## Aim of the task
In the records that follow, locate every line with "registration" and extract it.
━━━━━━━━━━
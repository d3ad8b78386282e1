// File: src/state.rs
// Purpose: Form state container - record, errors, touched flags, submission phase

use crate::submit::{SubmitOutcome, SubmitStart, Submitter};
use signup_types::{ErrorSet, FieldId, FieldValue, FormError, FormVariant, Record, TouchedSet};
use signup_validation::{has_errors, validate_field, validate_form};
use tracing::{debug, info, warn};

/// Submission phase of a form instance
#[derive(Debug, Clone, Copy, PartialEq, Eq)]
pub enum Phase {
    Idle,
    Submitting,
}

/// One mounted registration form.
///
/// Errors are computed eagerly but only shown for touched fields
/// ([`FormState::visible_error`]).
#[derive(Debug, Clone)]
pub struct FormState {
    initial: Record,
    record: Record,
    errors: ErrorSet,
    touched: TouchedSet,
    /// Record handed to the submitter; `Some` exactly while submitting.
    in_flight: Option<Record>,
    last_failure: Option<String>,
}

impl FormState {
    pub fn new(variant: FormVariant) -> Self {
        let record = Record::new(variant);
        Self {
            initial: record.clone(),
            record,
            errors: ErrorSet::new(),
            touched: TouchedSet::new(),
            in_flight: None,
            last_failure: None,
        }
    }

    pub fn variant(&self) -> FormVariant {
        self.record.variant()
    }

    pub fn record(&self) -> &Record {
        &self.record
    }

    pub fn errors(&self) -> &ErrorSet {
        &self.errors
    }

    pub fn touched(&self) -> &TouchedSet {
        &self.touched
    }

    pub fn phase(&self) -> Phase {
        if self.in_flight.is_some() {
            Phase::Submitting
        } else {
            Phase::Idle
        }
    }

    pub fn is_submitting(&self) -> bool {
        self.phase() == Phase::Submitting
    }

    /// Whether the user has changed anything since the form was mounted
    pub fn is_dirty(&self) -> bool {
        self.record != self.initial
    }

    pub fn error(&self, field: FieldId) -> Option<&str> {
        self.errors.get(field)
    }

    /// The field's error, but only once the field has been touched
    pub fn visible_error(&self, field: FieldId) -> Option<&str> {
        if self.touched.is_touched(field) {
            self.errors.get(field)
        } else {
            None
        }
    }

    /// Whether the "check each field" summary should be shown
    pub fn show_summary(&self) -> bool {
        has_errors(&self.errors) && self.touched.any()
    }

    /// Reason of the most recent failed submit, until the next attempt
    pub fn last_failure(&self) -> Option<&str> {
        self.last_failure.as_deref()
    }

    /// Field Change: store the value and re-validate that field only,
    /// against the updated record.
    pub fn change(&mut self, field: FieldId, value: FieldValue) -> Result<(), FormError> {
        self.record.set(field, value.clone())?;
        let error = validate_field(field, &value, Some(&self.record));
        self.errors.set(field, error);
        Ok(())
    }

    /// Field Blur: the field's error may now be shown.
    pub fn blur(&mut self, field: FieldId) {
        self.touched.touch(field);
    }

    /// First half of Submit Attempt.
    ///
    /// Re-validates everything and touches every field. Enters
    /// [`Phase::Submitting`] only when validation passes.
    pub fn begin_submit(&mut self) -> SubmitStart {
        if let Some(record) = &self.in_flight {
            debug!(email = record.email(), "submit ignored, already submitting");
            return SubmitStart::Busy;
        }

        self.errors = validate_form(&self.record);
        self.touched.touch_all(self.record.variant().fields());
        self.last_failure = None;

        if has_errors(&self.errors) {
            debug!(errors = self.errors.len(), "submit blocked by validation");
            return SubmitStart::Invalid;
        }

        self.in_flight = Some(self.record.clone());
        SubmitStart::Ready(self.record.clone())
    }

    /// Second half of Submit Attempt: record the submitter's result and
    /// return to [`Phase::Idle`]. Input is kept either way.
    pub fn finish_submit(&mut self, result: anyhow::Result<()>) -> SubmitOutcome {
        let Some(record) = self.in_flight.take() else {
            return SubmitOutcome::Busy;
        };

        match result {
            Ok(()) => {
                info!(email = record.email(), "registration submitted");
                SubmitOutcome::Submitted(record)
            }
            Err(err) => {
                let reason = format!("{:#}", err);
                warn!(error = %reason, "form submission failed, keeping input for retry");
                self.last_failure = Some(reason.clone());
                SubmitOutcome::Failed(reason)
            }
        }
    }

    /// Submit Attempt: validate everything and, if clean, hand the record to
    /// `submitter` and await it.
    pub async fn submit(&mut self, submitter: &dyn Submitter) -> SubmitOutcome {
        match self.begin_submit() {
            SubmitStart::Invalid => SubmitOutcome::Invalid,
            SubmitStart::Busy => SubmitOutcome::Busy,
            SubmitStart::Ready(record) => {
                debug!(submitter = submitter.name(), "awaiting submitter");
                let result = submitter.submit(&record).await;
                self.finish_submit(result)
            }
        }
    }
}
━━━━━━━━━━
## Response
/// One mounted registration form.
                info!(email = record.email(), "registration submitted");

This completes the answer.